澤田 NTTはGAFAとは違うやり方をしようとしています。情報のオーナーシップである市民との信頼関係ができるように情報をローカルに活用する。エリアによってモデルが違うのは当然で、規範はグローバル、Actはローカルという考え方が必要になります。NTTは海外子会社含め1,000人以上のコロナ罹患者が発生しましたが、共通の対処法を考えることをやめ、エリアごとに対処してもらうようにしました。ダイバーシティにとって必要な、グローバルな規範というのが求められる時代になっているのでしょう。
出口京都大学は首都でない場所に、世界レベルの研究を行う大学として存在しており、アジアでは稀有な例です。京都の画一化されない文化を背景に、町と大学とが混然一体となって"おもろい"精神を育ててきました。
コロナによってさまざまな場や人に問題を生じている状況において、今後、京都大学の価値をいかに発揮していけるかが重要になります。
山極1200年の長い歴史を紡ぎ時代を超えて文化がつながれてきた京都という場所は大きな魅力です。この地にある京都大学は、市民にとっても特別な存在です。京都大学が動けば市や市民も動く。京都大学は"グローカル"な存在として、ポストコロナ時代に力を発揮していくべきでしょう。

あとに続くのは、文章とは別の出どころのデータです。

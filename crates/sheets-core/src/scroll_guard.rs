#![forbid(unsafe_code)]

//! Scroll vs. drag disambiguation.
//!
//! When a pointer moves inside a draggable sheet, the movement either
//! scrolls some inner scroll container or drags the sheet itself. The rule:
//! if any element between the pointer target and the sheet container can
//! still scroll in the direction the content would move, the gesture is a
//! scroll; otherwise it is a drag.
//!
//! Positive `delta_y` means the pointer moved down (content would scroll up
//! towards its start).

use crate::dom::{Dom, NodeId};

/// How an in-progress pointer movement should be interpreted.
#[derive(Debug, Clone, Copy, PartialEq, Eq)]
pub enum MovementIntent {
    /// Let the content scroll.
    Scroll,
    /// Move the sheet.
    Drag,
}

/// Total vertical scroll offset of `target` relative to `container`.
///
/// Sums `scroll_top` of `target` and each ancestor up to, but excluding,
/// `container`. Returns `0.0` when `target` is not inside `container`.
pub fn scroll_offset_within(dom: &dyn Dom, target: NodeId, container: NodeId) -> f64 {
    if target == container || !dom.contains(container, target) {
        return 0.0;
    }
    let mut offset = 0.0;
    let mut cursor = Some(target);
    while let Some(node) = cursor {
        if node == container {
            break;
        }
        offset += dom.scroll_metrics(node).scroll_top;
        cursor = dom.parent(node);
    }
    offset
}

/// Decide whether a vertical pointer movement scrolls content or drags the
/// sheet rooted at `container`.
pub fn classify_movement(
    dom: &dyn Dom,
    target: NodeId,
    container: NodeId,
    delta_y: f64,
) -> MovementIntent {
    if delta_y == 0.0 || !dom.contains(container, target) {
        return MovementIntent::Drag;
    }
    let mut cursor = Some(target);
    while let Some(node) = cursor {
        if node == container {
            break;
        }
        let metrics = dom.scroll_metrics(node);
        let scrollable = if delta_y > 0.0 {
            metrics.can_scroll_up()
        } else {
            metrics.can_scroll_down()
        };
        if scrollable {
            return MovementIntent::Scroll;
        }
        cursor = dom.parent(node);
    }
    MovementIntent::Drag
}

#[cfg(test)]
mod tests {
    use super::*;
    use crate::dom::ScrollMetrics;
    use crate::memory::MemoryDom;

    fn sheet_with_list() -> (MemoryDom, NodeId, NodeId, NodeId) {
        let mut dom = MemoryDom::new();
        let root = dom.document_root();
        let sheet = dom.append_new(root, "section");
        let list = dom.append_new(sheet, "ul");
        let item = dom.append_new(list, "li");
        (dom, sheet, list, item)
    }

    #[test]
    fn offset_sums_ancestors_inside_container() {
        let (mut dom, sheet, list, item) = sheet_with_list();
        dom.set_scroll_metrics(list, ScrollMetrics::new(40.0, 400.0, 100.0));
        dom.set_scroll_metrics(item, ScrollMetrics::new(5.0, 50.0, 50.0));
        dom.set_scroll_metrics(sheet, ScrollMetrics::new(1000.0, 2000.0, 300.0));
        assert_eq!(scroll_offset_within(&dom, item, sheet), 45.0);
    }

    #[test]
    fn offset_outside_container_is_zero() {
        let (mut dom, sheet, _list, _item) = sheet_with_list();
        let root = dom.document_root();
        let other = dom.append_new(root, "div");
        dom.set_scroll_metrics(other, ScrollMetrics::new(10.0, 100.0, 50.0));
        assert_eq!(scroll_offset_within(&dom, other, sheet), 0.0);
        assert_eq!(scroll_offset_within(&dom, sheet, sheet), 0.0);
    }

    #[test]
    fn downward_move_scrolls_when_content_is_scrolled() {
        let (mut dom, sheet, list, item) = sheet_with_list();
        dom.set_scroll_metrics(list, ScrollMetrics::new(40.0, 400.0, 100.0));
        assert_eq!(
            classify_movement(&dom, item, sheet, 12.0),
            MovementIntent::Scroll
        );
    }

    #[test]
    fn downward_move_at_top_drags() {
        let (mut dom, sheet, list, item) = sheet_with_list();
        dom.set_scroll_metrics(list, ScrollMetrics::new(0.0, 400.0, 100.0));
        assert_eq!(
            classify_movement(&dom, item, sheet, 12.0),
            MovementIntent::Drag
        );
    }

    #[test]
    fn upward_move_scrolls_while_overflow_remains() {
        let (mut dom, sheet, list, item) = sheet_with_list();
        dom.set_scroll_metrics(list, ScrollMetrics::new(0.0, 400.0, 100.0));
        assert_eq!(
            classify_movement(&dom, item, sheet, -8.0),
            MovementIntent::Scroll
        );
        dom.set_scroll_metrics(list, ScrollMetrics::new(300.0, 400.0, 100.0));
        assert_eq!(
            classify_movement(&dom, item, sheet, -8.0),
            MovementIntent::Drag
        );
    }

    #[test]
    fn container_own_scroll_is_ignored() {
        let (mut dom, sheet, _list, item) = sheet_with_list();
        dom.set_scroll_metrics(sheet, ScrollMetrics::new(50.0, 400.0, 100.0));
        assert_eq!(
            classify_movement(&dom, item, sheet, 12.0),
            MovementIntent::Drag
        );
    }
}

結びにかえて-----------------------------------------------------------------------------------------------------------------------------------
山極 壽一 第26代総長より
私が打ち出したWINDOW構想は、学生たちをたくましく育て窓から送り出すという思いを込めたもので、皆さんのおかげである程度実現できたと思っています。私自身は今「WIND」つまり風となって、窓からふわっと出て行こうとしています。この後は湊総長、どうかよろしくお願いいたします。
湊 長博 第27代総長より
コロナのことだけでなく、国立大学は新しい局面を迎えています。京都大学は誰のために存在するのか。この原点を探る議論に、多くの方に参加いただきサジェスチョンをいただければと思います。